PROBLEM REQUIREMENTS: Lines where the string "Send" appears are to be copied from the entries below.
- - - - -
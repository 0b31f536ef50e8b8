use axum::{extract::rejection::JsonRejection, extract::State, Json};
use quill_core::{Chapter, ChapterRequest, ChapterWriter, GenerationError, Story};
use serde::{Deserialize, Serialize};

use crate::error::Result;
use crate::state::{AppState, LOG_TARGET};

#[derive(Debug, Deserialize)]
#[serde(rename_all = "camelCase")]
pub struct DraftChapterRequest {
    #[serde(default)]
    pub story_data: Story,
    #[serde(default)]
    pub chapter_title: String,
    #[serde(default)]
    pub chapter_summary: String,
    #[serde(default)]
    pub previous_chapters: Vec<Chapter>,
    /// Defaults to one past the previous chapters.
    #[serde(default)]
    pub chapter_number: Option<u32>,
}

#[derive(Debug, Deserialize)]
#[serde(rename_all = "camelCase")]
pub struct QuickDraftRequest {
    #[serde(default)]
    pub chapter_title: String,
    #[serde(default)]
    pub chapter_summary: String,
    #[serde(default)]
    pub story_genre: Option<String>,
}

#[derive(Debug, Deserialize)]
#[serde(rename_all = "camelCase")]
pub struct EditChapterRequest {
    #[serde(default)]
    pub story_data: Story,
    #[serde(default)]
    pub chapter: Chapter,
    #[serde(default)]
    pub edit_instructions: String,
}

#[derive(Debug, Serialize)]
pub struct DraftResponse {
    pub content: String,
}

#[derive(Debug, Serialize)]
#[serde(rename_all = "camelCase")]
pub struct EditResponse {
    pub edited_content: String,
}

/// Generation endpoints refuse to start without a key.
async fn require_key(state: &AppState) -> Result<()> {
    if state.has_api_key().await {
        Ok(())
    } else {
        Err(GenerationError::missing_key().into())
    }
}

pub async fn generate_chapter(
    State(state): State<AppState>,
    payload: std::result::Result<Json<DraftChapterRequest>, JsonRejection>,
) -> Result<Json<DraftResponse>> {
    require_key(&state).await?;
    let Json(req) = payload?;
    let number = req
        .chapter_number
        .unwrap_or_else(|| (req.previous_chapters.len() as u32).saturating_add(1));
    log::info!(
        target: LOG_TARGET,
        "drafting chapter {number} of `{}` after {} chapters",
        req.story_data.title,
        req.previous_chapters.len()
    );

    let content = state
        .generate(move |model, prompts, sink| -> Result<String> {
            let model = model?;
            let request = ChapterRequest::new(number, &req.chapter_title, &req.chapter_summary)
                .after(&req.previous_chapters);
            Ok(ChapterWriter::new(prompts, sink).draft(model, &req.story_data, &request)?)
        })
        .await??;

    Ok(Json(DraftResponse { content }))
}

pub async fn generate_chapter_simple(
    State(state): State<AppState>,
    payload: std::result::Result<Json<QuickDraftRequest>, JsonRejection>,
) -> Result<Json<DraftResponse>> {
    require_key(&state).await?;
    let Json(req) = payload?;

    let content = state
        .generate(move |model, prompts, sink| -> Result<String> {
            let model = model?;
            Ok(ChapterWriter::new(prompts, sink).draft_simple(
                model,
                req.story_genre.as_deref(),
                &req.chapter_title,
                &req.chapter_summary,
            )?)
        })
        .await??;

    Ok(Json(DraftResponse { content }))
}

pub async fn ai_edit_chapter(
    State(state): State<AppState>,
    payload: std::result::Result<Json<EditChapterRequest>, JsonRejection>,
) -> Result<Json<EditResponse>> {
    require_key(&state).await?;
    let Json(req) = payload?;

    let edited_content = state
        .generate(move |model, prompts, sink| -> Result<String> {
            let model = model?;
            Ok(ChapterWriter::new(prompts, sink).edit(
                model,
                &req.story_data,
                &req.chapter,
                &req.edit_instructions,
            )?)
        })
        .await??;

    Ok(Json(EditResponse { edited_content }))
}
- - - - -
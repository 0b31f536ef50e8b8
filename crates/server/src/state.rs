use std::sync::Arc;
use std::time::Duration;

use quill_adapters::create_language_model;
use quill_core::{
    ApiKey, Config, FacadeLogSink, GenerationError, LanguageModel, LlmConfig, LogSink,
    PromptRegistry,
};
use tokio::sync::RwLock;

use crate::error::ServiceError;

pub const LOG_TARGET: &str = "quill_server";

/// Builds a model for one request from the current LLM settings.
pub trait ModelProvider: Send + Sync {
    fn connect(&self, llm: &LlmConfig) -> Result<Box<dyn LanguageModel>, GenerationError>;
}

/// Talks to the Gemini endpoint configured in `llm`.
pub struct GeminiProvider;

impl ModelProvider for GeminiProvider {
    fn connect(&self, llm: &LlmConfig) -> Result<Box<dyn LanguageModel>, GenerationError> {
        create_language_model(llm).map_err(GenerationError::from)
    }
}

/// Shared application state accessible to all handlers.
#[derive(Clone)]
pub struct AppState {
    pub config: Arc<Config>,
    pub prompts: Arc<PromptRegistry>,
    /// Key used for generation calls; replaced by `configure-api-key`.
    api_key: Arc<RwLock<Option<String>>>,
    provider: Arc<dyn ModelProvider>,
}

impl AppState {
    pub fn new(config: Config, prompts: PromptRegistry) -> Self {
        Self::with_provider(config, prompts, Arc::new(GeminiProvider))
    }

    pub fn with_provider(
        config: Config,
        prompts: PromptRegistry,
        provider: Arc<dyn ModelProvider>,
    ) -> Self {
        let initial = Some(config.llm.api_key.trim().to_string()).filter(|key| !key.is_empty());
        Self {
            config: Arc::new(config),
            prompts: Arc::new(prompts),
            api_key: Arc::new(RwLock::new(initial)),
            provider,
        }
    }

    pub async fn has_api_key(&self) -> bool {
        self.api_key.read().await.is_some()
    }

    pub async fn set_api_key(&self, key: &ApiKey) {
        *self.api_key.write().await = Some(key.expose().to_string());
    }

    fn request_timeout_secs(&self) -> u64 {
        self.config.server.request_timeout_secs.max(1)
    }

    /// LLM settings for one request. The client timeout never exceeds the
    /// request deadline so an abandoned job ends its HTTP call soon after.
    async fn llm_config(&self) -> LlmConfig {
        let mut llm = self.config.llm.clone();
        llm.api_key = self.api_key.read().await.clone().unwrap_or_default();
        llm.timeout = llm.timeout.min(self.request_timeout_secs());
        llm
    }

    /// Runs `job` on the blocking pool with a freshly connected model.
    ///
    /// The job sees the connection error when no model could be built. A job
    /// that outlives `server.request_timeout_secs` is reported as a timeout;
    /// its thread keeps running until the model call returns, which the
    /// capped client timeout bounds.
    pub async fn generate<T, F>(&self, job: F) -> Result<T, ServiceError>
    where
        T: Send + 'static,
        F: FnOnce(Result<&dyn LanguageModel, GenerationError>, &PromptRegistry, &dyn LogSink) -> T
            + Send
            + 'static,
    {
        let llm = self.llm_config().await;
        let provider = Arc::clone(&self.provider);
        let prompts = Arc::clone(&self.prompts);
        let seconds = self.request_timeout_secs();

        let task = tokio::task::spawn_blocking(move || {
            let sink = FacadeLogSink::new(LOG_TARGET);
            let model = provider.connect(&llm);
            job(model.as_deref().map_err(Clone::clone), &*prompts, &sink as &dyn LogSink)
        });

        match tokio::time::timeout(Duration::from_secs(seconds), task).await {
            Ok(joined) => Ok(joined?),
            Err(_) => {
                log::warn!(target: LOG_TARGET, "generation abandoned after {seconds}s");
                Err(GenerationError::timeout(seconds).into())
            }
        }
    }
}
- - - - -
RESPONSE AREA:
pub trait ModelProvider: Send + Sync {
        T: Send + 'static,
            + Send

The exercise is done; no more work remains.